Angesichts von Ghlams Hintergrund und der auffälligen Wahl des Zeitpunkts, an dem die Regierung seine Verhaftung bekanntgegeben hat, wirft seine Festnahme mehr Fragen über die politischen Hintergründe der Angelegenheit auf, als sie beantwortet.
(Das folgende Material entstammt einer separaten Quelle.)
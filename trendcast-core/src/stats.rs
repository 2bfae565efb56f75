//! Summary statistics over a single series.
//!
//! Pure functions, series in, numbers out. Used for the textual summaries
//! that accompany each chart (mean of series, year-over-year change).

use serde::{Deserialize, Serialize};

use crate::domain::Series;

/// Descriptive statistics for one series.
#[derive(Debug, Clone, PartialEq, Serialize, Deserialize)]
pub struct SeriesSummary {
    pub series: String,
    pub count: usize,
    pub mean: f64,
    pub min: f64,
    pub max: f64,
    pub first_period: i32,
    pub last_period: i32,
    pub last_value: f64,
}

impl SeriesSummary {
    /// Summarize `series`; `None` when it has no observations.
    pub fn of(series: &Series) -> Option<Self> {
        let first = series.observations().first()?;
        let last = series.observations().last()?;
        let count = series.len();

        let (mut min, mut max) = (f64::INFINITY, f64::NEG_INFINITY);
        for v in series.values() {
            min = min.min(v);
            max = max.max(v);
        }

        Some(Self {
            series: series.name().to_string(),
            count,
            mean: mean(series)?,
            min,
            max,
            first_period: first.period,
            last_period: last.period,
            last_value: last.value,
        })
    }
}

/// Arithmetic mean of the series values.
pub fn mean(series: &Series) -> Option<f64> {
    if series.is_empty() {
        return None;
    }
    Some(series.values().sum::<f64>() / series.len() as f64)
}

/// Change from the previous observation, per period.
///
/// The first observation has no predecessor and yields `None`.
#[derive(Debug, Clone, Copy, PartialEq, Serialize, Deserialize)]
pub struct PeriodChange {
    pub period: i32,
    pub value: f64,
    pub change: Option<f64>,
}

/// Period-over-period differences (for yearly data, year-over-year).
pub fn year_over_year(series: &Series) -> Vec<PeriodChange> {
    let mut previous: Option<f64> = None;
    series
        .observations()
        .iter()
        .map(|o| {
            let change = previous.map(|p| o.value - p);
            previous = Some(o.value);
            PeriodChange {
                period: o.period,
                value: o.value,
                change,
            }
        })
        .collect()
}
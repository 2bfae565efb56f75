//! Error kinds surfaced by selection and trend fitting.
//!
//! Every variant is a recoverable, expected outcome. Callers skip the
//! affected series (or the whole analysis for `EmptySelection`) and carry on.

use serde::{Deserialize, Serialize};
use thiserror::Error;

/// Errors produced by the selector and the projector.
#[derive(Debug, Clone, PartialEq, Eq, Error, Serialize, Deserialize)]
#[serde(tag = "kind", rename_all = "snake_case")]
pub enum TrendError {
    /// The selection resolved to zero series names.
    #[error("selection resolved to no series")]
    EmptySelection,

    /// Too few observations to fit a line.
    #[error("series '{series}' has {actual} observation(s), need at least {required}")]
    InsufficientData {
        series: String,
        required: usize,
        actual: usize,
    },

    /// Every observation shares the same period, so the slope is undefined.
    #[error("series '{series}' has zero variance in period (all observations at {period})")]
    DegenerateInput { series: String, period: i32 },
}

impl TrendError {
    /// True for errors that only concern a single series.
    pub fn is_per_series(&self) -> bool {
        matches!(
            self,
            TrendError::InsufficientData { .. } | TrendError::DegenerateInput { .. }
        )
    }
}
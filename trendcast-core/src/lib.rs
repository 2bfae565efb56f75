//! TrendCast Core: series selection and linear trend projection.
//!
//! This crate contains the computational kernel:
//! - Domain types (observations, series, datasets, projections)
//! - Series selector (explicit names, aggregate-all, top-N, bottom-N)
//! - Trend projector (closed-form OLS on the period index, tail + horizon)
//! - Summary statistics and a hold-out accuracy diagnostic
//!
//! Everything here is pure and in-memory. Loading files, configuration and
//! output formats live in `trendcast-runner`.

pub mod domain;
pub mod error;
pub mod holdout;
pub mod projector;
pub mod selector;
pub mod stats;

pub use domain::{
    Dataset, Observation, PointKind, ProjectionParams, ProjectionPoint, ProjectionResult, Row,
    Series, TrendModel,
};
pub use error::TrendError;
pub use holdout::{evaluate_holdout, HoldoutConfig, HoldoutReport};
pub use projector::{fit, project, project_with};
pub use selector::{resolve, SelectionMode, SelectorColumns};
pub use stats::{year_over_year, PeriodChange, SeriesSummary};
Genau wie Mohamed Merah, der 2012 in Toulouse mehrere Schießereien verübt hatte, und die Kouachi-Brüder, die im Januar den Anschlag auf Charlie Hebdo verübt hatten, stand der Verdächtige auch hier unter polizeilicher Beobachtung und hatte scheinbar Beziehungen zu islamistischen Organisationen in Syrien, die von Teilen des Staates unterstützt werden.

Noch bevor der Fall öffentlich untersucht wurde, wird seine Verhaftung benutzt, um Angriffe auf demokratische Rechte und noch mehr Befugnisse für die Geheimdienste zu rechtfertigen.

Die Sozialistische Partei (PS) nutzt die Verhaftung aus, um das umstrittene Überwachungsgesetz durchzusetzen, über das momentan im Parlament debattiert wird. Das Gesetz soll unter dem Deckmantel des Kampfs gegen den Terrorismus massive elektronische Überwachung und Datensammlungen legalisieren.

„Wir müssen die Fähigkeiten unserer Geheimdienste stetig ausbauen“, erklärte der französische Präsident Francois Hollande als Reaktion auf Ghlams Verhaftung und betonte, dies sei der Zweck des geplanten Überwachungsgesetzes.

Mit den neuen Überwachungsmaßnahmen erhalten die Geheimdienste umfassende Befugnisse, Telefon- und Internetdaten von Telefonanbietern und Internetprovidern zu sammeln. Sie ermöglichen den Behörden, die digitalen und mobilen Kommunikationen von jedem zu überwachen, der ins Visier von Antiterror-Ermittlungen gerät, ohne vorher die Erlaubnis eines Richters beantragen zu müssen.

Der Gesetzentwurf wurde zwar von Menschenrechtsorganisationen und sogar von Teilen des politischen Establishments kritisiert, doch laut Les Echos hoffen Präsident Hollande und Premierminister Valls, dass diese Kritik bis zur offiziellen Abstimmung am 5. Mai verstummt sein wird.